Usumgal, instalado en su kushu al otro lado de la llanura, vuelve a desconcertarse al contemplar la retirada del enemigo, pero da la señal de ataque a los urgugs que, al oírla, saltan de sus posiciones, sedientos de sangre, para atrapar a los reptiles que se alejan sin prisas del campo de batalla en dirección a la ciudad. Están furiosos y su genética pide lucha para desahogarse, sea quien sea el enemigo.

—Pero… ¿y los urgugs? —sigue preguntando el pobre Kingal, desconcertado aún, sin entender nada de nada y viendo que el poderoso ejército de los felinos se abalanza contra ellos como un alud—. Oiga… ¡Que están viniendo hacia aquí!

—¡Ah! ¿Los urgugs? —dice Golik sonriendo—. Mire… En cosas de familia, más vale no meterse. ¿Sabe qué quiero decir?
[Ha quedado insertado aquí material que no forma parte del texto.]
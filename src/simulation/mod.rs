mod noise;
mod profile;

pub use noise::{NoiseConfig, NoisyProfile};
pub use profile::{PowerProfile, TriangleCombProfile, run_search};
use ringtune::config::SearchConfig;
use ringtune::model::{PowerSample, SearchModel, SearchState, TuneCode};

/// Power profile from the RTL regression stimulus: flat floor of 10 with
/// triangular resonances of height 120 centered at codes 5 and 15.
fn reference_power(code: u8) -> u8 {
    let t = i32::from(code);
    let mut power = 10;
    for center in [5, 15] {
        let distance = (t - center).abs();
        if distance < 3 {
            power += (3 - distance) * 40;
        }
    }
    (power & 0xff) as u8
}

/// Deterministic byte sequence for oracle comparisons.
fn lcg_samples(mut state: u32, len: usize) -> Vec<u8> {
    let mut samples = Vec::with_capacity(len);
    for _ in 0..len {
        state = state.wrapping_mul(1103515245).wrapping_add(12345);
        samples.push((state >> 24) as u8);
    }
    samples
}

/// Straight-line reference detector: strict local maxima over the
/// consumed sample sequence. The first and last consumed samples are
/// never candidates (the window needs a neighbor on both sides), and
/// the list caps at the hardware size.
fn expected_peaks(visited: &[u8], samples: &[u8]) -> Vec<(u8, u8)> {
    let mut peaks = Vec::new();
    for i in 1..samples.len().saturating_sub(1) {
        if samples[i] > samples[i - 1]
            && samples[i] > samples[i + 1]
            && peaks.len() < SearchModel::PEAK_CAPACITY
        {
            peaks.push((visited[i], samples[i]));
        }
    }
    peaks
}

/// Configure, start, and feed samples until the model leaves `Active` or
/// the samples run out. Returns the model and the codes actually visited.
fn run_replay(config: SearchConfig, samples: &[u8]) -> (SearchModel, Vec<u8>) {
    let mut model = SearchModel::new();
    model.configure(config);
    model.start();

    let mut visited = Vec::new();
    for &raw in samples {
        if model.state() != SearchState::Active {
            break;
        }
        visited.push(model.tune_code().raw());
        model.step(PowerSample::new(raw));
    }
    (model, visited)
}

fn model_peaks(model: &SearchModel) -> Vec<(u8, u8)> {
    model
        .peaks()
        .iter()
        .map(|p| (p.code.raw(), p.power.raw()))
        .collect()
}

#[test]
fn test_golden_twin_peak_sweep() {
    let config = SearchConfig::new(TuneCode::new(0), TuneCode::new(20), 0);
    let samples: Vec<u8> = (0..=20).map(reference_power).collect();

    let (model, visited) = run_replay(config, &samples);

    assert_eq!(model.state(), SearchState::Done);
    assert_eq!(visited.len(), 21);
    assert_eq!(model_peaks(&model), vec![(5, 130), (15, 130)]);
}

#[test]
fn test_matches_reference_detector_on_pseudorandom_sweeps() {
    let config = SearchConfig::new(TuneCode::new(0), TuneCode::new(220), 0);

    for seed in [1u32, 7, 42, 1234, 99999] {
        let samples = lcg_samples(seed, 255);
        let (model, visited) = run_replay(config, &samples);

        assert_eq!(model.state(), SearchState::Done, "seed {}", seed);
        assert_eq!(visited.len(), 221, "seed {}", seed);

        let expected = expected_peaks(&visited, &samples[..visited.len()]);
        assert_eq!(model_peaks(&model), expected, "seed {}", seed);
    }
}

#[test]
fn test_matches_reference_detector_with_stride() {
    // Stride 2 from 0 finishes past 250, visiting every even code.
    let config = SearchConfig::new(TuneCode::new(0), TuneCode::new(250), 1);
    let samples = lcg_samples(0xA5A5, 200);

    let (model, visited) = run_replay(config, &samples);

    assert_eq!(model.state(), SearchState::Done);
    let expected_codes: Vec<u8> = (0..=125).map(|i| (i * 2) as u8).collect();
    assert_eq!(visited, expected_codes);

    let expected = expected_peaks(&visited, &samples[..visited.len()]);
    assert_eq!(model_peaks(&model), expected);
}

#[test]
fn test_peak_list_saturates_on_busy_profile() {
    // A pseudorandom profile this long has far more than eight strict
    // maxima; both the model and the reference cap at the list size.
    let config = SearchConfig::new(TuneCode::new(0), TuneCode::new(200), 0);
    let samples = lcg_samples(3, 201);

    let (model, visited) = run_replay(config, &samples);

    assert_eq!(model.peaks().len(), SearchModel::PEAK_CAPACITY);
    let expected = expected_peaks(&visited, &samples[..visited.len()]);
    assert_eq!(model_peaks(&model), expected);
}

#[test]
fn test_interrupted_replay_keeps_partial_results() {
    // Fewer samples than the range needs: the sweep stays active and the
    // peaks found so far remain readable.
    let config = SearchConfig::new(TuneCode::new(0), TuneCode::new(255), 0);
    let samples: Vec<u8> = (0..50).map(|i| if i % 4 == 2 { 200 } else { 10 }).collect();

    let (model, visited) = run_replay(config, &samples);

    assert_eq!(model.state(), SearchState::Active);
    assert_eq!(model.tune_code(), TuneCode::new(50));

    let expected = expected_peaks(&visited, &samples);
    assert_eq!(model_peaks(&model), expected);
    assert!(!model.peaks().is_empty());
}

#[test]
fn test_restart_discards_previous_run() {
    let config = SearchConfig::new(TuneCode::new(0), TuneCode::new(20), 0);
    let samples: Vec<u8> = (0..=20).map(reference_power).collect();

    let (mut model, _) = run_replay(config, &samples);
    assert_eq!(model.peaks().len(), 2);

    // A narrower restart over the flat tail sees no peaks at all.
    model.configure(SearchConfig::new(TuneCode::new(18), TuneCode::new(20), 0));
    model.start();
    assert_eq!(model.state(), SearchState::Active);
    assert!(model.peaks().is_empty());

    for &raw in &samples[18..=20] {
        model.step(PowerSample::new(raw));
    }
    assert_eq!(model.state(), SearchState::Done);
    assert!(model.peaks().is_empty());
}

#[test]
fn test_upper_range_sweep() {
    // The deployment configuration sweeps the upper half of the code
    // space at stride 1.
    let config = SearchConfig::new(TuneCode::new(140), TuneCode::new(254), 0);
    let samples: Vec<u8> = (140..=254)
        .map(|code| {
            let t = i32::from(code as u8);
            let distance = (t - 200).abs();
            if distance < 4 {
                (40 + (4 - distance) * 30) as u8
            } else {
                40
            }
        })
        .collect();

    let (model, visited) = run_replay(config, &samples);

    assert_eq!(model.state(), SearchState::Done);
    assert_eq!(visited[0], 140);
    assert_eq!(*visited.last().unwrap(), 254);
    assert_eq!(model_peaks(&model), vec![(200, 160)]);
}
En aquel preciso instante, un rugido, como nunca ha resonado en toda la historia de Ki, hace temblar el campo de batalla; un rugido potente, alto y claro que sofoca los gritos de los urgugs que se dirigen decididos contra los reptiles; un rugido de tal potencia que, como un gran trueno, resuena en todos los volcanes de la zona y se propaga, gracias al eco, multiplicándose y aumentando de tal forma que hasta los mismos kushus sacan la cabeza de sus caparazones, asustados. Se trata del tidnum más poderoso del planeta. El líder de todos los felinos. El rey de Ursag. Es Nimur.

La cara del tidnum, decorada con pinturas de guerra, transmite cólera y atemoriza al más valiente de los urgugs, y sus felinos ojos, furiosos y profundos, miran directamente a sus enemigos, que se han detenido de pronto al ver quienes se acercan por el cielo de Boma. Mientras tanto, la piedra incrustada en el hacha de doble hoja de Nimur se ilumina con intensidad inigualable.

Un ejército de más de cien mil anzuds sobrevuela la región de Kibala, procedente de las Hursag, y llega hasta la entrada de la ciudad. Cada uno de ellos sujeta con las garras una argolla metálica de la que va colgado un tidnum; de esta forma los han trasladado sobrevolado las montañas y han conseguido llegar a tiempo.

Los urgugs, ante el espectáculo del numeroso ejército de tidnums que se acercan volando, fijan su atención en ellos y olvidan las órdenes de Usumgal de atacar a los reptiles. Todos alzan la cabeza hacia el cielo rugiendo de rabia.

—¿Era preciso que gritaras de este modo? —pregunta Nakki, con su habitual cara de palo; naturalmente él también va cogido a la argolla de un anzud al lado de Nimur—. Lo digo porque creo que me has hecho perder la mitad de mi capacidad auditiva.

—Eso mismo digo yo, Nimur… Como mínimo podrías haber avisado… —añade Zuk, que viaja colgando de Ullah.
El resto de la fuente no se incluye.